Directed by George Miller. Produced by Byron Kennedy. Written by James McCausland and George Miller. Release date: April 12, 1979.
The movie that started it all, 1979's Mad Max grossed somewhere around $100 million worldwide on a budget of around 1/250th that number. The film served as an introduction to the character of Max Rockatansky, began to establish the post-apocalyptic world that future films would expand upon, and turned Mel Gibson into a leading man.
Max Rockatansky (Mel Gibson): Our leading character. A member of the MFP. Married to Jessie. Has a son, Sprog. Partner is Jim "Goose."
Toecutter (Hugh Keays-Byrne): The leader of the motorcycle gang the Acolytes. The film's villain.
Jessie Rockatansky (Joanne Samuel): Max's wife. Mother of Sprog.
Sprog (Brendan Heath): Max and Jessie's young son.
Bubba Zanetti (Geoff Parry): Second-in-command of the Acolytes.
"Fifi" Macaffee (Roger Ward): Max's superior at the MFP.
Johnny the Boy (Tim Burns): A member of the Acolytes. The one who lights Goose on fire.
Mad Max is set in the near future after society has begun to crumble. Gangs and the police struggle for control in what is otherwise a relatively peaceful society. Max Rockatansky, a member of the newly formed Main Force Patrol (MFP) - the police - stops and kills an out-of-control member of the Acolytes, Nightrider. The gang, led by Toecutter, have been terrorizing a small town. After Max helps arrest another one of their members, and upon hearing of the death of Nightrider, the gang targets Max in order to get revenge.
They first target Goose, Max's partner on the force. They make him crash his vehicle and then light it on fire. Upon seeing Goose's body in the hospital, Max makes the decision to resign from the police force, claiming that he's close to losing his sanity and humanity. Fifi convinces him to first take a vacation before making that decision definite, which he takes with his wife and son.

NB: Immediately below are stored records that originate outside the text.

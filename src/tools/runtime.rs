use anyhow::Result;
use std::collections::BTreeMap;
use std::sync::Arc;

use super::{ChatTool, GetStatusTool, PlanTool, SkillTool, Tool, ToolContext, ToolResult};
use crate::error::CoreError;
use crate::providers::{ToolCallRequest, ToolSpec};
use crate::skills::SkillScheduler;

/// Name-keyed tool registry offered to the task loop.
pub struct ToolRuntime {
    tools: BTreeMap<String, Arc<dyn Tool>>,
}

impl ToolRuntime {
    pub fn new() -> Self {
        Self {
            tools: BTreeMap::new(),
        }
    }

    /// `plan`, `chat`, `get_status`, plus one tool per registered one-shot skill.
    pub fn with_defaults(scheduler: &SkillScheduler) -> Self {
        let mut runtime = Self::new();
        runtime.register(Arc::new(PlanTool));
        runtime.register(Arc::new(ChatTool));
        runtime.register(Arc::new(GetStatusTool));
        for skill in scheduler.one_shot_skills() {
            runtime.register(Arc::new(SkillTool::new(skill)));
        }
        runtime
    }

    /// Returns `false` if the name was already taken.
    pub fn register(&mut self, tool: Arc<dyn Tool>) -> bool {
        let name = tool.name().to_string();
        if self.tools.contains_key(&name) {
            log::warn!("tool '{}' already registered", name);
            return false;
        }
        self.tools.insert(name, tool);
        true
    }

    pub fn names(&self) -> Vec<String> {
        self.tools.keys().cloned().collect()
    }

    pub fn is_allowed(name: &str, allowed: Option<&[String]>) -> bool {
        allowed.map_or(true, |names| names.iter().any(|n| n == name))
    }

    /// Specs for every tool, or only the allowed ones.
    pub fn get_schemas(&self, allowed: Option<&[String]>) -> Vec<ToolSpec> {
        self.tools
            .values()
            .filter(|tool| Self::is_allowed(tool.name(), allowed))
            .map(|tool| ToolSpec {
                name: tool.name().to_string(),
                description: tool.description().to_string(),
                parameters: tool.parameters_schema(),
            })
            .collect()
    }

    pub async fn execute(&self, call: &ToolCallRequest, context: &ToolContext) -> Result<ToolResult> {
        let tool = self
            .tools
            .get(&call.name)
            .ok_or_else(|| CoreError::UnknownTool(call.name.clone()))?;
        log::debug!("tool call {} {}", call.name, call.arguments);
        tool.execute(call.arguments.clone(), context).await
    }
}

impl Default for ToolRuntime {
    fn default() -> Self {
        Self::new()
    }
}
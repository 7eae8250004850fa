use std::sync::Arc;
use tokio::sync::mpsc;
use tokio_util::sync::CancellationToken;

use super::TaskLoop;
use crate::types::{AgentTask, TaskId, TaskResult};

/// Hands a task to something that will run it in the background.
pub trait TaskSubmitter: Send + Sync {
    fn submit(&self, task: AgentTask) -> TaskId;
}

/// Runs each submitted task on its own tokio task.
pub struct TaskSpawner {
    task_loop: Arc<TaskLoop>,
    cancel: CancellationToken,
    results: Option<mpsc::UnboundedSender<TaskResult>>,
}

impl TaskSpawner {
    /// Tasks are cancelled together with `cancel`.
    pub fn new(task_loop: Arc<TaskLoop>, cancel: CancellationToken) -> Self {
        Self {
            task_loop,
            cancel,
            results: None,
        }
    }

    /// Finished results are sent here.
    pub fn with_results(mut self, results: mpsc::UnboundedSender<TaskResult>) -> Self {
        self.results = Some(results);
        self
    }
}

impl TaskSubmitter for TaskSpawner {
    fn submit(&self, task: AgentTask) -> TaskId {
        let id = task.id;
        let handle = match tokio::runtime::Handle::try_current() {
            Ok(handle) => handle,
            Err(e) => {
                log::error!("cannot start task {} outside a runtime: {}", id, e);
                return id;
            }
        };

        let task_loop = Arc::clone(&self.task_loop);
        let cancel = self.cancel.child_token();
        let results = self.results.clone();
        handle.spawn(async move {
            let result = task_loop.run(task, cancel).await;
            if let Some(results) = results {
                // Receiver gone means nobody is listening any more.
                let _ = results.send(result);
            }
        });
        id
    }
}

It's during this vacation that the Acolytes further target Max, going after his family. Sprog is killed, and Jessie finds herself put in a near-death position. Max does, indeed, lose his humanity, and goes on a manhunt to put an end to the Acolytes once and for all - doing so with a suped-up police car that will return in the sequel. Bubba gets shot, he chases Toecutter - who gets run over by a semi-trailer truck - and he blows up Johnny, who beforehand calls him "mad," the nickname for which the film was named. Max, having lost all of his humanity, drives off into the wasteland, setting the stage for The Road Warrior.
Is It Any Good?
Mad Max has very little plot. It has amateur actors in many of its roles. Looking at it in 2015, it often feels rudimentary. Despite all three of these things, it's a lot of fun. It provides some delectable supporting characters, instantly turns Mel Gibson into an action star, provides an interesting look into the future - we're not quite yet in a post-apocalyptic setting, but we're getting there - and it delivers some great action. Even with a limited budget, director George Miller - who would go on to helm or co-direct each future Mad Max film - packed the inaugural installment with a great deal of over-the-top action, showcasing creativity and insanity. Yes, Mad Max is good.